--- Task inputs Enclosed Below ---
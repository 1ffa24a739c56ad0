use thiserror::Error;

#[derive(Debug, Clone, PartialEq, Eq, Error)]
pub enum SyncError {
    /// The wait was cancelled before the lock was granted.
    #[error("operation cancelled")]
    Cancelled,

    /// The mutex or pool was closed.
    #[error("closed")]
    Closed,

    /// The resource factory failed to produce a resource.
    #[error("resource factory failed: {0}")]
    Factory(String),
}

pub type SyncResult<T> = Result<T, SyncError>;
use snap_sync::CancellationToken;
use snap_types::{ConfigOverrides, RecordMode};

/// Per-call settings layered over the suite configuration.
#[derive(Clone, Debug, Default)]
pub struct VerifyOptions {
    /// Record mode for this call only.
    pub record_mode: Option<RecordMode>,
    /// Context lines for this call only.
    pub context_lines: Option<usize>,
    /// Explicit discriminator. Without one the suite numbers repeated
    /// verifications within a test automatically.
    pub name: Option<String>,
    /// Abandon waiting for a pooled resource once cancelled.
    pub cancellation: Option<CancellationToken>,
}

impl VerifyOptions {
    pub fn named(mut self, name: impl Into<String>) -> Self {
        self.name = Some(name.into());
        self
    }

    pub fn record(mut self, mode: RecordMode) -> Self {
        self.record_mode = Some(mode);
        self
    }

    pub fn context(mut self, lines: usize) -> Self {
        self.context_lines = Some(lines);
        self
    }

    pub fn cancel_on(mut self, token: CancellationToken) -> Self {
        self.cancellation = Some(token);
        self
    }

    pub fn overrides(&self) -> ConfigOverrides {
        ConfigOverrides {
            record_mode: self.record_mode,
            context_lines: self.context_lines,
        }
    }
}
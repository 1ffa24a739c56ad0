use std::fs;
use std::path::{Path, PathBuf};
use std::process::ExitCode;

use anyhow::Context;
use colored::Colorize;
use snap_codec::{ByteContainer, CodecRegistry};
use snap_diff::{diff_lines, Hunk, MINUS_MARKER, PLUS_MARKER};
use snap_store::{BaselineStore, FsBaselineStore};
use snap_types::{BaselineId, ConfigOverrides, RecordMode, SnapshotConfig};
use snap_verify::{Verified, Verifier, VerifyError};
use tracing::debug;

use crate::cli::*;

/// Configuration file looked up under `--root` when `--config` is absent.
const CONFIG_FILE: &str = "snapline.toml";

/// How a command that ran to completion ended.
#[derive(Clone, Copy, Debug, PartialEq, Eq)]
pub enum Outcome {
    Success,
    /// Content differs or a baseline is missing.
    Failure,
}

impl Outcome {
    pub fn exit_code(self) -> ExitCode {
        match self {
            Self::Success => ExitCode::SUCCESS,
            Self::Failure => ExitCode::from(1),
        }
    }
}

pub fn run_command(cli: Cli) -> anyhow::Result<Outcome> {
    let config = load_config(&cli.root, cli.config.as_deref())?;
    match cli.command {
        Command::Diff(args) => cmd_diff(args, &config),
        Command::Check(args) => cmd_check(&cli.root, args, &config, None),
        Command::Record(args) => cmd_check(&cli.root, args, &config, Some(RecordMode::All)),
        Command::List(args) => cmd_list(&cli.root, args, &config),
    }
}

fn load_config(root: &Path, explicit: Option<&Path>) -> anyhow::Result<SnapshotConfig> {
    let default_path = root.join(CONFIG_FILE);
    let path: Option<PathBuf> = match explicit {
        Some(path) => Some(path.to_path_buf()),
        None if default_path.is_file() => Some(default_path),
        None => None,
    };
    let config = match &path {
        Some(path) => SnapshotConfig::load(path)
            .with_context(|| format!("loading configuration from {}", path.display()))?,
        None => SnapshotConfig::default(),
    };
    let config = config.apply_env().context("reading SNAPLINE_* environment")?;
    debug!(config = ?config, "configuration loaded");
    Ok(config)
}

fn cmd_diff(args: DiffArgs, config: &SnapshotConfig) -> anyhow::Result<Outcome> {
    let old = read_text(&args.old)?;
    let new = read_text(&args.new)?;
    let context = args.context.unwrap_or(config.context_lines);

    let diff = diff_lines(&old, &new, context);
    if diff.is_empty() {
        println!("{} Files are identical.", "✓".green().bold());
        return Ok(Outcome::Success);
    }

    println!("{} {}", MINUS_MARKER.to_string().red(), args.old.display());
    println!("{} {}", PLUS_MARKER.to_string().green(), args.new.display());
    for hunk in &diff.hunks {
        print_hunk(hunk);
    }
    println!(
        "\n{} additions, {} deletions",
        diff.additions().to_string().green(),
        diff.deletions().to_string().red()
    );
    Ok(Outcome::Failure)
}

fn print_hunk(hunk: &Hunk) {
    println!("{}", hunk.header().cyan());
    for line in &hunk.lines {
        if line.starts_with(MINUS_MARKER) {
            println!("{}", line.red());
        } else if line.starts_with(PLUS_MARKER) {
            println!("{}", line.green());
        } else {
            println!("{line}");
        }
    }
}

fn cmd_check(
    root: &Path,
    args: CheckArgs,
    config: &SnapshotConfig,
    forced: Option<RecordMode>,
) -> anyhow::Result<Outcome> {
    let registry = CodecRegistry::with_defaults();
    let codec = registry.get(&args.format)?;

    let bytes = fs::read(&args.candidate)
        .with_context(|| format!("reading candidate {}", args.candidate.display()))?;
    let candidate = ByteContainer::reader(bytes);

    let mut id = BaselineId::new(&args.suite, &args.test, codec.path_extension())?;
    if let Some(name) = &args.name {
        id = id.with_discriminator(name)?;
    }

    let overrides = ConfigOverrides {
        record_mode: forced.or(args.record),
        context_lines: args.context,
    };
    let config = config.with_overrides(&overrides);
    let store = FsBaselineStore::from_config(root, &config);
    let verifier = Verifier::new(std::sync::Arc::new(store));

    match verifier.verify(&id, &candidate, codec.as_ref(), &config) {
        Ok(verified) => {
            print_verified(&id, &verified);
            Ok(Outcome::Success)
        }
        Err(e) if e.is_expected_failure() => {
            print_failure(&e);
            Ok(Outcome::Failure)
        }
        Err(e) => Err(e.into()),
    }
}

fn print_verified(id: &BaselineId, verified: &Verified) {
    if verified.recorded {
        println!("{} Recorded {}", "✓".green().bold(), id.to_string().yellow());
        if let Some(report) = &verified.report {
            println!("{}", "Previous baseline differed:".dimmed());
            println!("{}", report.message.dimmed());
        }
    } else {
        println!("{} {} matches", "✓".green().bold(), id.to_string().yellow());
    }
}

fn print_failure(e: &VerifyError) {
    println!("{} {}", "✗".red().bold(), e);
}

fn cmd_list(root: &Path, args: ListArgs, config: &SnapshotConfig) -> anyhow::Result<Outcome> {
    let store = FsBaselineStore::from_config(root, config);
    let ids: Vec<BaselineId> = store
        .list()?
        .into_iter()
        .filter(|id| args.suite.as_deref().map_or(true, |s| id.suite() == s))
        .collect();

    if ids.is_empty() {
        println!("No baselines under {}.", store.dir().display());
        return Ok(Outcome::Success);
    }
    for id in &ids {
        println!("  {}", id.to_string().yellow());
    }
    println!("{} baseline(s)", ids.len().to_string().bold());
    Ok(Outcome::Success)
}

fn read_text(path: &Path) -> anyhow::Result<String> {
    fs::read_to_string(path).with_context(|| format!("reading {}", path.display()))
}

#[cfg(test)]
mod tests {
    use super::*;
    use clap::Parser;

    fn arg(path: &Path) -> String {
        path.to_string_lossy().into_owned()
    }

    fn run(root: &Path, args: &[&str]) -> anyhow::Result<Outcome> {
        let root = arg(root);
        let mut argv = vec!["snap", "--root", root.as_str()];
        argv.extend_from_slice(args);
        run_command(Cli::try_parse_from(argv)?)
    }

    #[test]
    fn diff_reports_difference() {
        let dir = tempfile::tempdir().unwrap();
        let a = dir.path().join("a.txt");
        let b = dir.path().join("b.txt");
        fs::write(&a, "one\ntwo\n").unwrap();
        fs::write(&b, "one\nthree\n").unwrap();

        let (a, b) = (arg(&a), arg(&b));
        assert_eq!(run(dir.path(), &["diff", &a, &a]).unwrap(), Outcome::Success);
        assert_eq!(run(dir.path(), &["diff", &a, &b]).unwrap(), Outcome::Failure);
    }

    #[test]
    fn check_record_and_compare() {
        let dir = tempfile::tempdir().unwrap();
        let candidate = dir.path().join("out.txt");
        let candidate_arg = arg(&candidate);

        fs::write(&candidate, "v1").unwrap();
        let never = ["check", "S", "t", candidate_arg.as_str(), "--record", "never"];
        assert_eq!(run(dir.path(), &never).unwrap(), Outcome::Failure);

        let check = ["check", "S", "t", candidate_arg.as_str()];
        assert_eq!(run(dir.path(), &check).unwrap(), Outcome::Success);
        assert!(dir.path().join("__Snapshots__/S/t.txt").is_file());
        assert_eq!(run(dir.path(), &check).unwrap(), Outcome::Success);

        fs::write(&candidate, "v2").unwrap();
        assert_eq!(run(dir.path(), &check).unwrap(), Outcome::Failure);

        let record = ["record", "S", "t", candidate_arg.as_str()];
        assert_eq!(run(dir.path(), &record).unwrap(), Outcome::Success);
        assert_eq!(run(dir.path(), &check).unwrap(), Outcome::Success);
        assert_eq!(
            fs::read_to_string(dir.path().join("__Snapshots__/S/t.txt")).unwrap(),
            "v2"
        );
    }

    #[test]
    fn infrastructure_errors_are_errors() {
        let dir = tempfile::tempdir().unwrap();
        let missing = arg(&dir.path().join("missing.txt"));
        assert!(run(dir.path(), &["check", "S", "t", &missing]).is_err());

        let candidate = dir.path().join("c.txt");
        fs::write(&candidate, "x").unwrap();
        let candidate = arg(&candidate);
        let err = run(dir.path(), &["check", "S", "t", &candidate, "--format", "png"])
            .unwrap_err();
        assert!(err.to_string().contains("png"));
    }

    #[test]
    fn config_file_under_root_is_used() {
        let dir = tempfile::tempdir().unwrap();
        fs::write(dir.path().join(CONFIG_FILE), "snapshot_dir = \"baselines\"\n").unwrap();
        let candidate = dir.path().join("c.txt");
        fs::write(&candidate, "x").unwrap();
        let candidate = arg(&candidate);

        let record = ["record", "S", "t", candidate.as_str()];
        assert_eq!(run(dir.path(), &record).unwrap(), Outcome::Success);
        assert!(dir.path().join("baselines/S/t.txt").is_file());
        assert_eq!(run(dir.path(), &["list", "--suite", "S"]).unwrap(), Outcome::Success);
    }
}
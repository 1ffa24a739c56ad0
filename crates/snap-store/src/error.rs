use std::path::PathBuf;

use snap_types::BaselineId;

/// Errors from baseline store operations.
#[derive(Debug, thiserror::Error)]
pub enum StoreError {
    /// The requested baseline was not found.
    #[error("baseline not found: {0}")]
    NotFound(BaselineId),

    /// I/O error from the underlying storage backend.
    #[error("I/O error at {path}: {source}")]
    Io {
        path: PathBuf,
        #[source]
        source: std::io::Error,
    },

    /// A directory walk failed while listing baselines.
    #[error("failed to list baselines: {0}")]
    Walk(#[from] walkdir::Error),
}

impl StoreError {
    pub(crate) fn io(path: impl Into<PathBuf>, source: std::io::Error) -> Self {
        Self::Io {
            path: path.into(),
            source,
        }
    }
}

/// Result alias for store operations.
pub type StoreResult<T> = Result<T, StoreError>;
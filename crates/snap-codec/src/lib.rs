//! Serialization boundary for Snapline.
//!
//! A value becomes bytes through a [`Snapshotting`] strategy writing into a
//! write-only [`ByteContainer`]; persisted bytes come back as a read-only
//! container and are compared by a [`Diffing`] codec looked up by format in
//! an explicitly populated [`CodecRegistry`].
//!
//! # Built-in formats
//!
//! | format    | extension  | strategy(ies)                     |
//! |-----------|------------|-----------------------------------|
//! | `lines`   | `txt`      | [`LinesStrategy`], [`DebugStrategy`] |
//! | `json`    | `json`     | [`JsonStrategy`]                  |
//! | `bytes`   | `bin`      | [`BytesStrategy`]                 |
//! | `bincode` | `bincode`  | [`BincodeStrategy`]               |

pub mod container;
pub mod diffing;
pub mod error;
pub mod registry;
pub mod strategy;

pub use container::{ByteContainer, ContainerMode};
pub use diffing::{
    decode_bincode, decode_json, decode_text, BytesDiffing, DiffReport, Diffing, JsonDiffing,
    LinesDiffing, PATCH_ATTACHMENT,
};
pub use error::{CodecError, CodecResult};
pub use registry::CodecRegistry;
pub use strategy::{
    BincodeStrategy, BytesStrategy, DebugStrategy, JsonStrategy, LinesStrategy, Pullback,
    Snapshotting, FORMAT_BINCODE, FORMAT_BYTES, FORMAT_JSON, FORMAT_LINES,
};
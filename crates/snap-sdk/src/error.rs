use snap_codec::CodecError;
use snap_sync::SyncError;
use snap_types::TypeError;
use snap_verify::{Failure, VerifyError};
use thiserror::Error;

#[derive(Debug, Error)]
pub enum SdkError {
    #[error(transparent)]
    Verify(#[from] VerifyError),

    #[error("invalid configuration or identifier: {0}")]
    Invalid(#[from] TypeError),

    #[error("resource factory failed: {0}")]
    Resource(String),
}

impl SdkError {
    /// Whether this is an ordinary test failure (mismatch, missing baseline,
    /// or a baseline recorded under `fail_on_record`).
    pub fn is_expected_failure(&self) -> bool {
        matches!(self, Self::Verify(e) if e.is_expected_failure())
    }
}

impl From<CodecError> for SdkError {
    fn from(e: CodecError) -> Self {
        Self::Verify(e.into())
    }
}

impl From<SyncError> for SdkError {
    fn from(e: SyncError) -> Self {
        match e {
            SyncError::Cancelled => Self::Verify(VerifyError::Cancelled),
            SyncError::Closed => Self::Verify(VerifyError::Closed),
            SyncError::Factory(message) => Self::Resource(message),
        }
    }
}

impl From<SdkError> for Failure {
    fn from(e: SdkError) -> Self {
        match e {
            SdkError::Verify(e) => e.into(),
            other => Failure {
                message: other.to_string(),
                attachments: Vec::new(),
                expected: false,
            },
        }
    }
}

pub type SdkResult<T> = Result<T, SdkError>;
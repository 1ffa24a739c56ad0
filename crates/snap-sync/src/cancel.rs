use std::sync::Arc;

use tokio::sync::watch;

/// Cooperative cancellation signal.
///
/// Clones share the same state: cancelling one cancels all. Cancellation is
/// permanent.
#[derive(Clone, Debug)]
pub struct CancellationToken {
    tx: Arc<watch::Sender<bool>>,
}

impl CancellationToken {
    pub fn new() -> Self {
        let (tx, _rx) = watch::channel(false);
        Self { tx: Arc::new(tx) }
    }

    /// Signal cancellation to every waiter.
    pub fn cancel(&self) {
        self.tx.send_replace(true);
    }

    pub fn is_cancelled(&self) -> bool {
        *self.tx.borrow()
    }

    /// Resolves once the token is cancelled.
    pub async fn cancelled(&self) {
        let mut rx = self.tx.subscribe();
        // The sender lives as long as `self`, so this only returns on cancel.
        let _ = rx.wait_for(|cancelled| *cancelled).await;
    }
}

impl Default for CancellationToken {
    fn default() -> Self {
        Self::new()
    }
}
--- End of Enclosed Task inputs ---
> _Exercise goal_
Using the records above, find and show each line with the string "argv".

> _Response to this task_
        let mut argv = vec!["snap", "--root", root.as_str()];
        argv.extend_from_slice(args);
        run_command(Cli::try_parse_from(argv)?)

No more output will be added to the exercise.